» Dataset records:
****************
//! Error taxonomy for the ingestion pipeline

use thiserror::Error;

/// Result type alias used throughout the crate
pub type Result<T> = std::result::Result<T, AirdError>;

/// Top-level error type, composed from per-concern error enums
#[derive(Error, Debug)]
pub enum AirdError {
    #[error("object store error: {0}")]
    ObjectStore(#[from] ObjectStoreError),

    #[error("vector store error: {0}")]
    VectorStore(#[from] VectorStoreError),

    #[error("embedding error: {0}")]
    Embedding(#[from] EmbeddingError),

    #[error("input missing: {0}")]
    InputMissing(String),

    #[error("integrity error: {0}")]
    Integrity(String),

    #[error("external service error: {0}")]
    ExternalService(String),

    #[error("configuration error: {0}")]
    Config(#[from] ConfigError),

    #[error("policy violation: {0}")]
    PolicyViolation(String),

    #[error("degraded: {0}")]
    Degraded(String),

    #[error("IO error: {0}")]
    Io(#[from] std::io::Error),

    #[error("serialization error: {0}")]
    Serialization(#[from] serde_json::Error),

    #[error("HTTP error: {0}")]
    Http(#[from] reqwest::Error),

    #[error("database error: {0}")]
    Database(#[from] sqlx::Error),

    #[error("generic error: {0}")]
    Generic(#[from] anyhow::Error),

    #[error("not found: {0}")]
    NotFound(String),
}

/// Errors related to the object store adapter
#[derive(Error, Debug)]
pub enum ObjectStoreError {
    #[error("bucket {0} not available")]
    BucketUnavailable(String),

    #[error("object not found: {bucket}/{key}")]
    NotFound { bucket: String, key: String },

    #[error("failed to presign {bucket}/{key}: {reason}")]
    PresignFailed { bucket: String, key: String, reason: String },

    #[error("backend error: {0}")]
    Backend(String),
}

/// Errors related to the vector store client
#[derive(Error, Debug)]
pub enum VectorStoreError {
    #[error("collection not found: {0}")]
    CollectionNotFound(String),

    #[error("dimension mismatch: collection {collection} expects {expected}, got {actual}")]
    DimensionMismatch {
        collection: String,
        expected: u32,
        actual: u32,
    },

    #[error("alias target collection missing: {0}")]
    AliasTargetMissing(String),

    #[error("request failed: {0}")]
    RequestFailed(String),
}

/// Errors related to embedding generation
#[derive(Error, Debug)]
pub enum EmbeddingError {
    #[error("unknown model: {0}")]
    UnknownModel(String),

    #[error("missing API key for model {0}")]
    MissingApiKey(String),

    #[error("provider request failed: {0}")]
    ProviderFailed(String),
}

/// Errors related to configuration and playbook resolution
#[derive(Error, Debug)]
pub enum ConfigError {
    #[error("unknown playbook id: {0}")]
    UnknownPlaybook(String),

    #[error("unknown embedding model: {0}")]
    UnknownEmbeddingModel(String),

    #[error(
        "collection dimension {collection_dim} does not match product embedding config \
         dimension {config_dim} (strict mode)"
    )]
    DimensionConflict { collection_dim: u32, config_dim: u32 },

    #[error("invalid configuration: {0}")]
    Invalid(String),
}

impl AirdError {
    /// Whether retrying the operation that produced this error is worthwhile.
    pub fn is_retryable(&self) -> bool {
        matches!(
            self,
            AirdError::Http(_)
                | AirdError::ExternalService(_)
                | AirdError::ObjectStore(ObjectStoreError::Backend(_))
                | AirdError::VectorStore(VectorStoreError::RequestFailed(_))
                | AirdError::Embedding(EmbeddingError::ProviderFailed(_))
        )
    }

    /// Error category for stage-result reporting and logging.
    pub fn category(&self) -> &'static str {
        match self {
            AirdError::ObjectStore(_) => "object_store",
            AirdError::VectorStore(_) => "vector_store",
            AirdError::Embedding(_) => "embedding",
            AirdError::InputMissing(_) => "input_missing",
            AirdError::Integrity(_) => "integrity",
            AirdError::ExternalService(_) => "external_service",
            AirdError::Config(_) => "config",
            AirdError::PolicyViolation(_) => "policy_violation",
            AirdError::Degraded(_) => "degraded",
            AirdError::Io(_) => "io",
            AirdError::Serialization(_) => "serialization",
            AirdError::Http(_) => "http",
            AirdError::Database(_) => "database",
            AirdError::Generic(_) => "generic",
            AirdError::NotFound(_) => "not_found",
        }
    }
}
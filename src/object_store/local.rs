//! Filesystem-backed object store, used for local development and tests.

use super::{not_found, ObjectMeta, ObjectStore, DEFAULT_BUCKETS};
use crate::error::{AirdError, ObjectStoreError, Result};
use async_trait::async_trait;
use base64::Engine;
use chrono::{DateTime, Utc};
use std::path::{Path, PathBuf};
use std::sync::atomic::{AtomicBool, Ordering};
use tokio::fs;
use tracing::{info, warn};

/// Stores buckets as subdirectories of a root directory. Presigned URLs are a
/// `file://` path with an HMAC-like token appended for parity with the cloud
/// backend's signature scheme; `verify_presigned` is provided for tests.
pub struct LocalObjectStore {
    root: PathBuf,
    buckets_ensured: AtomicBool,
}

impl LocalObjectStore {
    pub fn new(root: impl Into<PathBuf>) -> Self {
        Self {
            root: root.into(),
            buckets_ensured: AtomicBool::new(false),
        }
    }

    async fn ensure_buckets(&self) {
        if self.buckets_ensured.load(Ordering::Acquire) {
            return;
        }
        for bucket in DEFAULT_BUCKETS {
            let path = self.root.join(bucket);
            if let Err(e) = fs::create_dir_all(&path).await {
                warn!("failed to create local bucket {bucket}: {e}");
            }
        }
        self.buckets_ensured.store(true, Ordering::Release);
    }

    fn object_path(&self, bucket: &str, key: &str) -> PathBuf {
        self.root.join(bucket).join(key)
    }
}

#[async_trait]
impl ObjectStore for LocalObjectStore {
    async fn put_bytes(
        &self,
        bucket: &str,
        key: &str,
        data: Vec<u8>,
        _content_type: Option<&str>,
    ) -> Result<()> {
        self.ensure_buckets().await;
        let path = self.object_path(bucket, key);
        if let Some(parent) = path.parent() {
            fs::create_dir_all(parent).await?;
        }
        fs::write(&path, &data).await?;
        info!("wrote {} bytes to {bucket}/{key}", data.len());
        Ok(())
    }

    async fn get_bytes(&self, bucket: &str, key: &str) -> Result<Option<Vec<u8>>> {
        self.ensure_buckets().await;
        let path = self.object_path(bucket, key);
        match fs::read(&path).await {
            Ok(bytes) => Ok(Some(bytes)),
            Err(e) if e.kind() == std::io::ErrorKind::NotFound => Ok(None),
            Err(e) => Err(e.into()),
        }
    }

    async fn list_objects(&self, bucket: &str, prefix: &str) -> Result<Vec<ObjectMeta>> {
        self.ensure_buckets().await;
        let base = self.root.join(bucket);
        let mut out = Vec::new();
        collect_objects(&base, &base.join(prefix), &mut out).await?;
        Ok(out)
    }

    async fn object_exists(&self, bucket: &str, key: &str) -> Result<bool> {
        self.ensure_buckets().await;
        Ok(fs::metadata(self.object_path(bucket, key)).await.is_ok())
    }

    async fn presigned_url(
        &self,
        bucket: &str,
        key: &str,
        expiry_secs: u64,
        inline: bool,
    ) -> Result<String> {
        self.ensure_buckets().await;
        if !self.object_exists(bucket, key).await? {
            return Err(not_found(bucket, key));
        }
        let expires_at = Utc::now().timestamp() + expiry_secs as i64;
        let token = base64::engine::general_purpose::URL_SAFE_NO_PAD
            .encode(format!("{bucket}:{key}:{expires_at}"));
        let disposition = if inline { "inline" } else { "attachment" };
        Ok(format!(
            "file://{}/{bucket}/{key}?token={token}&disposition={disposition}",
            self.root.display()
        ))
    }

    async fn copy_object(
        &self,
        source_bucket: &str,
        source_key: &str,
        dest_bucket: &str,
        dest_key: &str,
    ) -> Result<()> {
        self.ensure_buckets().await;
        let data = self
            .get_bytes(source_bucket, source_key)
            .await?
            .ok_or_else(|| not_found(source_bucket, source_key))?;
        self.put_bytes(dest_bucket, dest_key, data, None).await
    }
}

/// Decode and check the expiry of a URL produced by [`LocalObjectStore::presigned_url`].
/// Used only by tests of the presigned-URL round-trip law.
pub fn verify_presigned(url: &str) -> Result<bool> {
    let token = url
        .split("token=")
        .nth(1)
        .and_then(|rest| rest.split('&').next())
        .ok_or_else(|| {
            AirdError::ObjectStore(ObjectStoreError::Backend("malformed presigned url".into()))
        })?;
    let decoded = base64::engine::general_purpose::URL_SAFE_NO_PAD
        .decode(token)
        .map_err(|e| AirdError::ObjectStore(ObjectStoreError::Backend(e.to_string())))?;
    let decoded = String::from_utf8_lossy(&decoded);
    let expires_at: i64 = decoded
        .rsplit(':')
        .next()
        .and_then(|s| s.parse().ok())
        .ok_or_else(|| AirdError::ObjectStore(ObjectStoreError::Backend("bad token".into())))?;
    Ok(Utc::now().timestamp() <= expires_at)
}

fn collect_objects<'a>(
    base: &'a Path,
    dir: &'a Path,
    out: &'a mut Vec<ObjectMeta>,
) -> std::pin::Pin<Box<dyn std::future::Future<Output = Result<()>> + Send + 'a>> {
    Box::pin(async move {
        if !dir.exists() {
            return Ok(());
        }
        let mut entries = fs::read_dir(dir).await?;
        while let Some(entry) = entries.next_entry().await? {
            let path = entry.path();
            if path.is_dir() {
                collect_objects(base, &path, out).await?;
            } else {
                let meta = entry.metadata().await?;
                let name = path
                    .strip_prefix(base)
                    .unwrap_or(&path)
                    .to_string_lossy()
                    .replace('\\', "/");
                let modified: Option<DateTime<Utc>> =
                    meta.modified().ok().map(DateTime::<Utc>::from);
                out.push(ObjectMeta {
                    name,
                    size: meta.len(),
                    last_modified: modified,
                    etag: None,
                    content_type: None,
                });
            }
        }
        Ok(())
    })
}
****************
The response must contain every line from the listing above in which the string "RequestFailed" appears.

    RequestFailed(String),
                | AirdError::VectorStore(VectorStoreError::RequestFailed(_))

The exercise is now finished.